In Procurement and Supply Chain, resilience (which is defined as the capacity to withstand or recover quickly from toughness) typically refers to supply resilience and the ability to adapt when a supply line gets cut off (due to a supplier bankruptcy or plant shutdown; port strike; logistics delay or loss; etc.). That’s because it used to be the biggest threats to a business’ operation was a supply disruption. Now, it’s only one threat among many that can devastate a modern business. Today’s enterprises have to deal with, among other emerging threats:

  • Natural Disasters: which can now occur close to home even if they never did before (and thanks to global warming they will soon be 10X what they were five decades ago!)
  • Rapid Cost Increases: as a result of tariffs, sanctions, embargoes, and trade wars (as per our article last week on why cost reduction ain’t happenin’, for example)
  • Cyber Attacks: which can hold part or all of their business ransom, unless they have a complete back up less than 24 hours old and are willing to take take their entire business offline, restore and build manually, and keep the business offline until the holes that were exploited by the hackers are identified and plugged
  • Business Operating System Failure: today’s enterprises run on SaaS solutions, and in today’s economic environment, some of these vendors could fail with very little notice and all of a sudden you’re unable to efficiently execute parts of your business until you find a replacement system (and if you didn’t ensure your contract contained the right to download all of your data and configuration settings at any time, and test that you could the minute the system was fully installed and populated with your data, and you can’t do so before the system goes offline, you could be in serious jeopardy — complete data access is way more important than code escrow, especially if you have no clue how to maintain and operate the system, so make sure it is in every contract you sign (and if it’s not, don’t sign)!)
  • Lack of Talent: many reasons for this:
    • Layoffs/Early Retirement: When times got tough, you happily let the boomers walk out the door, enticed Gen-X to do early retirement, and laid off the senior Gen Y talent — most of the top talent is now gone and the rest, that should have been retained, never got proper training or experience
    • Gen-AI: you fell for the bullcr@p that it would allow you to reduce your workforce and solve all your problems and not only did you not bring needed talent in, but you let more walk out the door
    • Tough Competition: smart companies are realizing that while the right tech in the right hands applied to the right problem can make employees super human, without the right talent with the right Human Intelligence (HI!), the AI tools are useless and are seeking out the talent that remains who can use tech with more audacity and resolve than ever before; and if your top talent isn’t well paid and happy, you could lose them without warning (FYI: you will if you mandate unnecessary office returns — remember, it’s about productivity, not being at a certain place at a certain time)
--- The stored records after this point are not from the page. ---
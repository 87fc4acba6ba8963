//! Typed road feature model.

use chrono::{DateTime, Utc};
use serde::{Deserialize, Serialize};

use super::quality::{bucket_for, QualityBucket};
use crate::region::RegionKey;

/// A point in render order: latitude first.
#[derive(Debug, Clone, Copy, PartialEq, Serialize, Deserialize)]
pub struct LatLon {
    pub lat: f64,
    pub lon: f64,
}

impl LatLon {
    pub fn new(lat: f64, lon: f64) -> Self {
        Self { lat, lon }
    }
}

/// One linear road segment.
///
/// The quality bucket is never stored; [`RoadFeature::quality_bucket`]
/// recomputes it from `smoothness` on every call.
#[derive(Debug, Clone, PartialEq, Serialize, Deserialize)]
pub struct RoadFeature {
    /// Way id in the geodata store
    pub id: u64,
    /// Path in insertion order, at least two points when drawable
    pub geometry: Vec<LatLon>,
    #[serde(default, skip_serializing_if = "Option::is_none")]
    pub name: Option<String>,
    /// Functional classification (`highway` tag)
    pub road_class: String,
    /// Normalized smoothness; `None` means unassessed
    #[serde(default, skip_serializing_if = "Option::is_none")]
    pub smoothness: Option<String>,
    /// Remote object version, required before an edit write
    #[serde(default, skip_serializing_if = "Option::is_none")]
    pub version: Option<u64>,
    #[serde(default, skip_serializing_if = "Option::is_none")]
    pub max_speed: Option<String>,
    #[serde(default, skip_serializing_if = "Option::is_none")]
    pub lanes: Option<String>,
    #[serde(default, skip_serializing_if = "Option::is_none")]
    pub width: Option<String>,
    #[serde(default, skip_serializing_if = "Option::is_none")]
    pub reference: Option<String>,
    #[serde(default, skip_serializing_if = "Option::is_none")]
    pub operator: Option<String>,
    #[serde(default)]
    pub oneway: bool,
}

impl RoadFeature {
    /// Create a feature with only the required fields set.
    pub fn new(id: u64, geometry: Vec<LatLon>, road_class: impl Into<String>) -> Self {
        Self {
            id,
            geometry,
            name: None,
            road_class: road_class.into(),
            smoothness: None,
            version: None,
            max_speed: None,
            lanes: None,
            width: None,
            reference: None,
            operator: None,
            oneway: false,
        }
    }

    pub fn with_smoothness(mut self, smoothness: impl Into<String>) -> Self {
        self.smoothness = Some(smoothness.into());
        self
    }

    pub fn with_name(mut self, name: impl Into<String>) -> Self {
        self.name = Some(name.into());
        self
    }

    pub fn with_version(mut self, version: u64) -> Self {
        self.version = Some(version);
        self
    }

    pub fn quality_bucket(&self) -> QualityBucket {
        bucket_for(self.smoothness.as_deref())
    }

    /// Whether the geometry can be drawn as a line.
    pub fn is_drawable(&self) -> bool {
        self.geometry.len() >= 2
    }

    /// First and last point of the path.
    pub fn endpoints(&self) -> Option<(LatLon, LatLon)> {
        match (self.geometry.first(), self.geometry.last()) {
            (Some(first), Some(last)) if self.is_drawable() => Some((*first, *last)),
            _ => None,
        }
    }

    /// Short hover label, e.g. `DW 454 (good)`.
    pub fn tooltip(&self) -> String {
        format!(
            "{} ({})",
            self.name.as_deref().unwrap_or("unnamed road"),
            self.smoothness.as_deref().unwrap_or("no data")
        )
    }
}

/// Complete result set for one region.
#[derive(Debug, Clone, PartialEq, Serialize, Deserialize)]
pub struct RegionFeatureCollection {
    pub source_region: RegionKey,
    pub fetched_at: DateTime<Utc>,
    pub features: Vec<RoadFeature>,
}

impl RegionFeatureCollection {
    pub fn new(source_region: RegionKey, features: Vec<RoadFeature>) -> Self {
        Self {
            source_region,
            fetched_at: Utc::now(),
            features,
        }
    }

    pub fn is_empty(&self) -> bool {
        self.features.is_empty()
    }

    pub fn len(&self) -> usize {
        self.features.len()
    }

    pub fn feature(&self, id: u64) -> Option<&RoadFeature> {
        self.features.iter().find(|f| f.id == id)
    }
}

#[cfg(test)]
mod tests {
    use super::*;

    fn line() -> Vec<LatLon> {
        vec![LatLon::new(50.6, 17.9), LatLon::new(50.7, 18.0)]
    }

    #[test]
    fn test_bucket_follows_smoothness() {
        let mut feature = RoadFeature::new(1, line(), "tertiary");
        assert_eq!(feature.quality_bucket(), QualityBucket::Unknown);

        feature.smoothness = Some("good".to_string());
        assert_eq!(feature.quality_bucket(), QualityBucket::Good);

        feature.smoothness = Some("horrible".to_string());
        assert_eq!(feature.quality_bucket(), QualityBucket::Poor);
    }

    #[test]
    fn test_endpoints() {
        let feature = RoadFeature::new(
            1,
            vec![
                LatLon::new(1.0, 1.0),
                LatLon::new(2.0, 2.0),
                LatLon::new(3.0, 3.0),
            ],
            "tertiary",
        );
        let (first, last) = feature.endpoints().unwrap();
        assert_eq!(first, LatLon::new(1.0, 1.0));
        assert_eq!(last, LatLon::new(3.0, 3.0));

        let single = RoadFeature::new(2, vec![LatLon::new(1.0, 1.0)], "tertiary");
        assert!(single.endpoints().is_none());
    }

    #[test]
    fn test_tooltip() {
        let feature = RoadFeature::new(1, line(), "tertiary")
            .with_name("DW 454")
            .with_smoothness("good");
        assert_eq!(feature.tooltip(), "DW 454 (good)");
        assert_eq!(
            RoadFeature::new(2, line(), "unclassified").tooltip(),
            "unnamed road (no data)"
        );
    }

    #[test]
    fn test_serialized_feature_omits_bucket() {
        let feature = RoadFeature::new(7, line(), "tertiary").with_smoothness("good");
        let json = serde_json::to_value(&feature).unwrap();
        assert!(json.get("quality_bucket").is_none());
        assert_eq!(json["smoothness"], "good");
    }
}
In other words, possible business ending events are going to arise and engulf all areas of the business and a business that can’t quickly identify, assess, mitigate, and monitor will not be a business that survives.

Resilience is going to take on a whole new meaning, so make sure your Procurement and Supply Chain departments are up to the task! You might have thought the worst was behind you now that the COVID-19 Pandemic is over, but that was just the trial run!